## DIRECTIONS
Output a verbatim copy of the data, cut off after the line that contains "not credential lines.".

[Stored data]
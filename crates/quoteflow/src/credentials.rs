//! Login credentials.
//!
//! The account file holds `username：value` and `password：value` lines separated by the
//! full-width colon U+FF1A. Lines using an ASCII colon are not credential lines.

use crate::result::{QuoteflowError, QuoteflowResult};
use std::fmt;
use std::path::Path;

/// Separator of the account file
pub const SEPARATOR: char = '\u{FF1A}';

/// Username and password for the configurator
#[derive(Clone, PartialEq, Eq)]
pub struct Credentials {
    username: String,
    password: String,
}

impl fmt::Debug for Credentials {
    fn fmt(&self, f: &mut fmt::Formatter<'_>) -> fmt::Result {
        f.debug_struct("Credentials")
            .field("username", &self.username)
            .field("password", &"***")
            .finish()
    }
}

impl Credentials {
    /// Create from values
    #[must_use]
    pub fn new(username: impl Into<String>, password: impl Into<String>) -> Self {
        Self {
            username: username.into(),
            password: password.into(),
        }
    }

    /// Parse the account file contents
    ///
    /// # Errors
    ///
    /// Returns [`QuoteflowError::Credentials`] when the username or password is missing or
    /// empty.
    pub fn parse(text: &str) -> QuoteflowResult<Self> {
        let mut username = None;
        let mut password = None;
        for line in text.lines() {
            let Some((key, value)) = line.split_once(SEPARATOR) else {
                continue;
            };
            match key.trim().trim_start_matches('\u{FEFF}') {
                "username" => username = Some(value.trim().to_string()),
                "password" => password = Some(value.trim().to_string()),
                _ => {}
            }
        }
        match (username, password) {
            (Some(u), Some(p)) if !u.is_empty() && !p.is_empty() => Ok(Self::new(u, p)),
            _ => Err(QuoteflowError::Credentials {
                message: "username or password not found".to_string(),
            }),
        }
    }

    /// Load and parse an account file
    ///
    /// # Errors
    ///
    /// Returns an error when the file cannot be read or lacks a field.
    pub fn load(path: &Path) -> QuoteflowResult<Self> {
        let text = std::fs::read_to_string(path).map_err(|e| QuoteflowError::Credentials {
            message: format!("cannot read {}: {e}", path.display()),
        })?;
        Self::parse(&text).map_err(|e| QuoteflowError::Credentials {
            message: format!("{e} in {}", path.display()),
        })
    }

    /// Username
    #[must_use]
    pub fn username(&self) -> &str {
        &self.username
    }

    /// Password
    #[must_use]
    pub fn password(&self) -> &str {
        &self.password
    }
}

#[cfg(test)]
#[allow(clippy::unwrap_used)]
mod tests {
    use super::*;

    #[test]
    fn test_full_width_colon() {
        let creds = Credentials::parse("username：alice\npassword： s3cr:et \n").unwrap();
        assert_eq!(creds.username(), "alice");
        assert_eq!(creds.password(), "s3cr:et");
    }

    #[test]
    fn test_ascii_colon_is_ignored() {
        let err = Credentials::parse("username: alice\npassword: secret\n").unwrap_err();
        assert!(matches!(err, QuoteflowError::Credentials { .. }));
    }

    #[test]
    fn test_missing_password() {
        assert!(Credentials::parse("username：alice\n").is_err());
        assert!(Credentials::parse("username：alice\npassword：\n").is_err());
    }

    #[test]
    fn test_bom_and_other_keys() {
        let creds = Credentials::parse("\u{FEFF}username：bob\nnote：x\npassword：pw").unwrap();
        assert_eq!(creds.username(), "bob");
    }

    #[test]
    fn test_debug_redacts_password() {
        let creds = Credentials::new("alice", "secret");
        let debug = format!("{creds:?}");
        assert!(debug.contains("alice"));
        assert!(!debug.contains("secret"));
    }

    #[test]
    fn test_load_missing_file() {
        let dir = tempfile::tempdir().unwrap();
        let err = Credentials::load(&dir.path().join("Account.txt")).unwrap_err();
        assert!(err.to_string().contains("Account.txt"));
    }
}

## OUTPUT OF THE TASK
filename crates/quoteflow/src/credentials.rs
//! Login credentials.
//!
//! The account file holds `username：value` and `password：value` lines separated by the
//! full-width colon U+FF1A. Lines using an ASCII colon are not credential lines.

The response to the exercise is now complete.